**ACTION ITEM:** Every line in the entries that holds "height" should be identified and copied.

**DATASET RECORDS:**
//! End-to-end properties of the scoring pipeline through the public API.

use candor_core::{
    band_for_score, FaceBox, FaceLandmarks, FaceSample, Photo, PixelFrame, Point, ScoreError,
    Scorer, Tunables,
};

fn base_landmarks() -> FaceLandmarks {
    FaceLandmarks {
        positions: vec![Point::new(200.0, 210.0)],
        jaw_outline: vec![
            Point::new(110.0, 160.0),
            Point::new(118.0, 230.0),
            Point::new(150.0, 285.0),
            Point::new(200.0, 305.0),
            Point::new(250.0, 285.0),
            Point::new(282.0, 230.0),
            Point::new(290.0, 160.0),
        ],
        left_eye: vec![
            Point::new(145.0, 175.0),
            Point::new(172.0, 170.0),
            Point::new(172.0, 184.0),
            Point::new(145.0, 188.0),
        ],
        right_eye: vec![
            Point::new(228.0, 170.0),
            Point::new(255.0, 175.0),
            Point::new(255.0, 188.0),
            Point::new(228.0, 184.0),
        ],
        nose: vec![
            Point::new(200.0, 185.0),
            Point::new(188.0, 232.0),
            Point::new(212.0, 232.0),
        ],
        mouth: vec![
            Point::new(172.0, 258.0),
            Point::new(228.0, 258.0),
            Point::new(200.0, 274.0),
        ],
    }
}

fn photo(landmarks: FaceLandmarks, embedding: Option<Vec<f32>>) -> Photo {
    Photo {
        frame: PixelFrame::from_rgba(12, 12, vec![150; 12 * 12 * 4]).unwrap(),
        face: FaceSample {
            landmarks,
            bounds: FaceBox::new(100.0, 140.0, 200.0, 180.0),
            embedding,
        },
    }
}

/// Move the jaw inward and enlarge both eyes: the classic edit.
fn retouched_landmarks() -> FaceLandmarks {
    let mut lm = base_landmarks();
    for p in lm.jaw_outline.iter_mut() {
        p.x += (200.0 - p.x) * 0.12;
    }
    for eye in [&mut lm.left_eye, &mut lm.right_eye] {
        let cx = eye.iter().map(|p| p.x).sum::<f32>() / eye.len() as f32;
        let cy = eye.iter().map(|p| p.y).sum::<f32>() / eye.len() as f32;
        for p in eye.iter_mut() {
            p.x = cx + (p.x - cx) * 1.4;
            p.y = cy + (p.y - cy) * 1.4;
        }
    }
    lm
}

#[test]
fn same_seed_same_inputs_identical_result() {
    let reference = photo(base_landmarks(), Some(vec![0.2; 128]));
    let candidate = photo(retouched_landmarks(), Some(vec![0.2; 128]));

    let a = Scorer::with_seed(Tunables::default(), 99)
        .score(&reference, &candidate)
        .unwrap();
    let b = Scorer::with_seed(Tunables::default(), 99)
        .score(&reference, &candidate)
        .unwrap();

    assert_eq!(a, b);
}

#[test]
fn identical_inputs_score_equals_filter_bonus() {
    let p = photo(base_landmarks(), Some(vec![0.5; 64]));
    let mut scorer = Scorer::with_seed(Tunables::default(), 3);
    let result = scorer.score(&p, &p).unwrap();

    assert_eq!(result.score, result.filter_bonus);
    assert!(result.filter_bonus <= 5);
}

#[test]
fn retouching_raises_the_score() {
    let reference = photo(base_landmarks(), None);
    let candidate = photo(retouched_landmarks(), None);
    let mut scorer = Scorer::with_seed(Tunables::default(), 3);

    let honest = scorer.score(&reference, &reference).unwrap();
    let edited = scorer.score(&reference, &candidate).unwrap();

    assert!(edited.score > honest.score);
    assert!(edited.score <= 100);
}

#[test]
fn different_person_pair_is_pinned_with_no_bonus() {
    let reference = photo(base_landmarks(), Some(vec![0.0; 128]));
    let mut embedding = vec![0.0; 128];
    embedding[0] = 0.55;
    let candidate = photo(base_landmarks(), Some(embedding));

    let mut scorer = Scorer::with_seed(Tunables::default(), 3);
    let result = scorer.score(&reference, &candidate).unwrap();

    assert_eq!(result.score, 90);
    assert_eq!(result.filter_bonus, 0);
}

#[test]
fn missing_embeddings_fall_back_to_geometry() {
    let reference = photo(base_landmarks(), None);
    let candidate = photo(retouched_landmarks(), None);

    let mut scorer = Scorer::with_seed(Tunables::default(), 3);
    let result = scorer.score(&reference, &candidate).unwrap();
    assert!(result.score > 0 && result.score <= 100);
}

#[test]
fn jaw_topology_mismatch_still_yields_a_complete_result() {
    let reference = photo(base_landmarks(), None);
    let mut lm = base_landmarks();
    lm.jaw_outline.pop();
    let candidate = photo(lm, None);

    let mut scorer = Scorer::with_seed(Tunables::default(), 3);
    let result = scorer.score(&reference, &candidate).unwrap();
    // Contour collapsed to maximal dissimilarity but the call succeeded
    assert!(result.score > 0);
}

#[test]
fn empty_region_is_rejected_before_scoring() {
    let reference = photo(base_landmarks(), None);
    let mut lm = base_landmarks();
    lm.mouth.clear();
    let candidate = photo(lm, None);

    let mut scorer = Scorer::with_seed(Tunables::default(), 3);
    let err = scorer.score(&reference, &candidate).unwrap_err();
    assert_eq!(err, ScoreError::EmptyLandmarks { region: "mouth" });
}

#[test]
fn message_belongs_to_the_scored_band() {
    let reference = photo(base_landmarks(), None);
    let candidate = photo(retouched_landmarks(), None);

    for seed in 0..16 {
        let mut scorer = Scorer::with_seed(Tunables::default(), seed);
        let result = scorer.score(&reference, &candidate).unwrap();
        let band = band_for_score(result.score);
        assert!(band.messages.contains(&result.message));
        assert_eq!(result.grade, band.grade);
    }
}
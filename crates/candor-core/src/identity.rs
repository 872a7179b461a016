//! Identity embedding comparison and blending.
//!
//! The external recognizer hands each sample an optional fixed-length
//! embedding. When both sides carry comparable embeddings, their Euclidean
//! distance answers a question geometry cannot: is this even the same person?
//! Classification and scoring are kept as two explicit stages: [`classify`]
//! produces a tagged [`IdentityVerdict`], and the composer branches on that
//! verdict rather than on a buried flag.

use crate::config::Tunables;

/// Same/different-person classification with the underlying distance.
#[derive(Debug, Clone, Copy, PartialEq)]
pub enum IdentityVerdict {
    SamePerson { distance: f32 },
    DifferentPerson { distance: f32 },
}

impl IdentityVerdict {
    pub fn distance(&self) -> f32 {
        match *self {
            IdentityVerdict::SamePerson { distance } => distance,
            IdentityVerdict::DifferentPerson { distance } => distance,
        }
    }

    pub fn is_different_person(&self) -> bool {
        matches!(self, IdentityVerdict::DifferentPerson { .. })
    }
}

/// Euclidean distance between two embeddings.
///
/// Returns `None` when the vectors are not comparable: unequal lengths,
/// empty, or containing non-finite values. A `None` routes the caller to
/// pure-geometric scoring; it is an absence, not an error.
pub fn embedding_distance(a: &[f32], b: &[f32]) -> Option<f32> {
    if a.len() != b.len() || a.is_empty() {
        tracing::warn!(
            left = a.len(),
            right = b.len(),
            "embeddings not comparable, identity signal unavailable"
        );
        return None;
    }
    if a.iter().chain(b.iter()).any(|v| !v.is_finite()) {
        tracing::warn!("embedding contains non-finite values, identity signal unavailable");
        return None;
    }

    let sum: f32 = a
        .iter()
        .zip(b.iter())
        .map(|(x, y)| {
            let d = x - y;
            d * d
        })
        .sum();
    Some(sum.sqrt())
}

/// Classify a pair of optional embeddings into a tagged verdict.
///
/// `None` means the identity signal is unavailable (either embedding absent
/// or the pair not comparable).
pub fn classify(a: Option<&[f32]>, b: Option<&[f32]>, tunables: &Tunables) -> Option<IdentityVerdict> {
    let distance = embedding_distance(a?, b?)?;

    if distance >= tunables.different_person_distance {
        Some(IdentityVerdict::DifferentPerson { distance })
    } else {
        Some(IdentityVerdict::SamePerson { distance })
    }
}

/// Map an embedding distance to a similarity in `[0,1]`.
///
/// Linear between `identity_min_distance` (similarity 1) and
/// `identity_max_distance` (similarity 0), then capped by the first matching
/// dampening tier so likely-different-person distances cannot read as
/// plausibly similar.
pub fn identity_similarity(distance: f32, tunables: &Tunables) -> f32 {
    let span = tunables.identity_max_distance - tunables.identity_min_distance;
    let normalized = (1.0 - (distance - tunables.identity_min_distance) / span).clamp(0.0, 1.0);

    for tier in &tunables.damp_tiers {
        if distance >= tier.min_distance {
            return normalized.min(tier.cap);
        }
    }
    normalized
}

/// Fold the identity similarity into the geometric one.
///
/// Without a verdict the geometric similarity passes through unchanged; with
/// one, the identity signal dominates the blend.
pub fn blend(geometric: f32, verdict: Option<IdentityVerdict>, tunables: &Tunables) -> f32 {
    match verdict {
        None => geometric,
        Some(v) => {
            let identity = identity_similarity(v.distance(), tunables);
            (geometric * tunables.geometric_blend_weight
                + identity * tunables.identity_blend_weight)
                .clamp(0.0, 1.0)
        }
    }
}
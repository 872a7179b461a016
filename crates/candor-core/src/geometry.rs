//! Geometric similarity between two normalized landmark sets.
//!
//! Four sub-metrics, each in `[0,1]` with 1 meaning identical geometry:
//! feature placement (centroid displacement of eyes, nose, mouth), jaw
//! contour (mean pointwise distance), eye size and nose size (polygon area
//! ratios). The composite weights contour heaviest (jaw reshaping is the
//! strongest editing signal in this domain), with eye enlargement second.

use crate::config::Tunables;
use crate::types::{NormalizedLandmarks, Point};

/// Sub-metric values and their weighted composite, all in `[0,1]`.
#[derive(Debug, Clone, Copy)]
pub struct GeometricSimilarity {
    pub feature_placement: f32,
    pub contour: f32,
    pub eye_size: f32,
    pub nose_size: f32,
    pub composite: f32,
}

/// Compare two normalized landmark sets across all four sub-metrics.
pub fn estimate(
    a: &NormalizedLandmarks,
    b: &NormalizedLandmarks,
    tunables: &Tunables,
) -> GeometricSimilarity {
    let feature_placement = feature_placement_similarity(a, b, tunables);
    let contour = contour_similarity(a, b, tunables);
    let eye_size = eye_size_similarity(a, b);
    let nose_size = nose_size_similarity(a, b);

    let composite = (feature_placement * tunables.feature_weight
        + contour * tunables.contour_weight
        + eye_size * tunables.eye_weight
        + nose_size * tunables.nose_weight)
        .clamp(0.0, 1.0);

    GeometricSimilarity {
        feature_placement,
        contour,
        eye_size,
        nose_size,
        composite,
    }
}

/// Area of a polygon via the shoelace formula. Fewer than 3 points has no
/// enclosed area and yields 0.
pub fn polygon_area(points: &[Point]) -> f32 {
    if points.len() < 3 {
        return 0.0;
    }

    let mut area = 0.0;
    let n = points.len();
    for i in 0..n {
        let j = (i + 1) % n;
        area += points[i].x * points[j].y;
        area -= points[j].x * points[i].y;
    }
    (area / 2.0).abs()
}

fn centroid(points: &[Point]) -> Point {
    let mut sum_x = 0.0;
    let mut sum_y = 0.0;
    for p in points {
        sum_x += p.x;
        sum_y += p.y;
    }
    let n = points.len() as f32;
    Point::new(sum_x / n, sum_y / n)
}

/// Mean pointwise Euclidean distance between corresponding points.
///
/// Unequal point counts cannot be compared pairwise; that case resolves to
/// the sentinel maximal distance instead of failing, so a complete score is
/// still produced.
fn mean_pointwise_distance(a: &[Point], b: &[Point]) -> f32 {
    if a.len() != b.len() {
        tracing::debug!(
            left = a.len(),
            right = b.len(),
            "landmark topology mismatch, using maximal distance"
        );
        return 1.0;
    }

    let total: f32 = a.iter().zip(b.iter()).map(|(p, q)| p.distance(q)).sum();
    total / a.len() as f32
}

/// How far the eye, nose and mouth centroids moved between the two faces.
/// Natural proportional variance between any two photos keeps this metric's
/// weight low.
fn feature_placement_similarity(
    a: &NormalizedLandmarks,
    b: &NormalizedLandmarks,
    tunables: &Tunables,
) -> f32 {
    let eye_dist = (centroid(&a.left_eye).distance(&centroid(&b.left_eye))
        + centroid(&a.right_eye).distance(&centroid(&b.right_eye)))
        / 2.0;
    let nose_dist = centroid(&a.nose).distance(&centroid(&b.nose));
    let mouth_dist = centroid(&a.mouth).distance(&centroid(&b.mouth));

    (1.0 - (eye_dist + nose_dist + mouth_dist) / (3.0 * tunables.feature_max_offset)).max(0.0)
}

/// Jaw outline agreement: mean pointwise distance scaled so that
/// `contour_max_distance` maps to zero similarity.
fn contour_similarity(
    a: &NormalizedLandmarks,
    b: &NormalizedLandmarks,
    tunables: &Tunables,
) -> f32 {
    let avg = mean_pointwise_distance(&a.jaw_outline, &b.jaw_outline);
    (1.0 - avg / tunables.contour_max_distance).max(0.0)
}

/// Ratio of the smaller to the larger of two areas, neutral 0.5 when either
/// area is zero (degenerate polygons carry no size information).
fn area_ratio(area_a: f32, area_b: f32) -> f32 {
    if area_a == 0.0 || area_b == 0.0 {
        return 0.5;
    }
    area_a.min(area_b) / area_a.max(area_b)
}

/// Eye enlargement signal: left/right eye areas averaged per face, compared
/// as a ratio.
fn eye_size_similarity(a: &NormalizedLandmarks, b: &NormalizedLandmarks) -> f32 {
    let avg_a = (polygon_area(&a.left_eye) + polygon_area(&a.right_eye)) / 2.0;
    let avg_b = (polygon_area(&b.left_eye) + polygon_area(&b.right_eye)) / 2.0;
    area_ratio(avg_a, avg_b)
}

/// Nose reshaping signal: same ratio rule over the nose polygon.
fn nose_size_similarity(a: &NormalizedLandmarks, b: &NormalizedLandmarks) -> f32 {
    area_ratio(polygon_area(&a.nose), polygon_area(&b.nose))
}
//! Landmark validation and face-box-relative normalization.
//!
//! Raw landmarks arrive in pixel space, so two photos of the same face at
//! different resolutions or crops are not directly comparable. Mapping every
//! point into unit coordinates relative to the detected face box removes both
//! scale and position, leaving only the face geometry the metrics care about.

use crate::error::ScoreError;
use crate::types::{FaceSample, NormalizedLandmarks, Point};

/// Validate that a sample carries usable face data.
///
/// Rejects a degenerate face box and empty or non-finite landmark regions.
/// Runs before any scoring so a bad sample never reaches the arithmetic.
pub fn validate(sample: &FaceSample) -> Result<(), ScoreError> {
    if !sample.bounds.has_area() {
        return Err(ScoreError::DegenerateBox {
            width: sample.bounds.width,
            height: sample.bounds.height,
        });
    }

    for (region, points) in sample.landmarks.regions() {
        if points.is_empty() {
            return Err(ScoreError::EmptyLandmarks { region });
        }
        if points.iter().any(|p| !p.is_finite()) {
            return Err(ScoreError::NonFiniteLandmark { region });
        }
    }

    Ok(())
}

/// Map every landmark into face-box-relative unit coordinates:
/// `((p.x - box.x) / box.width, (p.y - box.y) / box.height)`.
///
/// Pure; fails only on the validation rejections in [`validate`].
pub fn normalize(sample: &FaceSample) -> Result<NormalizedLandmarks, ScoreError> {
    validate(sample)?;

    let b = sample.bounds;
    let map = |points: &[Point]| -> Vec<Point> {
        points
            .iter()
            .map(|p| Point::new((p.x - b.x) / b.width, (p.y - b.y) / b.height))
            .collect()
    };

    Ok(NormalizedLandmarks {
        positions: map(&sample.landmarks.positions),
        jaw_outline: map(&sample.landmarks.jaw_outline),
        left_eye: map(&sample.landmarks.left_eye),
        right_eye: map(&sample.landmarks.right_eye),
        nose: map(&sample.landmarks.nose),
        mouth: map(&sample.landmarks.mouth),
    })
}
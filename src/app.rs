// src/app.rs
//
// Calculatrice f64 — module App (racine)
// -------------------------------------
// Rôle:
// - Déclarer les sous-modules (etat.rs + vue.rs)
// - Ré-exporter AppCalc (pour main.rs: use crate::app::AppCalc;)
// - Fournir l’impl eframe::App (compatible NATIF + WEB)
//
// Important:
// - Enter est géré dans vue.rs (quand le champ a le focus).

pub mod etat;
pub mod vue;

// Ré-export pratique : `use crate::app::AppCalc;`
pub use etat::AppCalc;

use eframe::egui;

impl eframe::App for AppCalc {
    fn update(&mut self, ctx: &egui::Context, _frame: &mut eframe::Frame) {
        // ESC = effacer seulement l’entrée (comme bouton "C").
        let esc = ctx.input(|i| i.key_pressed(egui::Key::Escape));
        if esc {
            self.clear_entree();
        }

        egui::CentralPanel::default().show(ctx, |ui| {
            self.ui(ui);
        });

        self.ui_notification(ctx);
    }
}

**YOUR RESPONSE:**
            height: sample.bounds.height,
/// `((p.x - box.x) / box.width, (p.y - box.y) / box.height)`.
            .map(|p| Point::new((p.x - b.x) / b.width, (p.y - b.y) / b.height))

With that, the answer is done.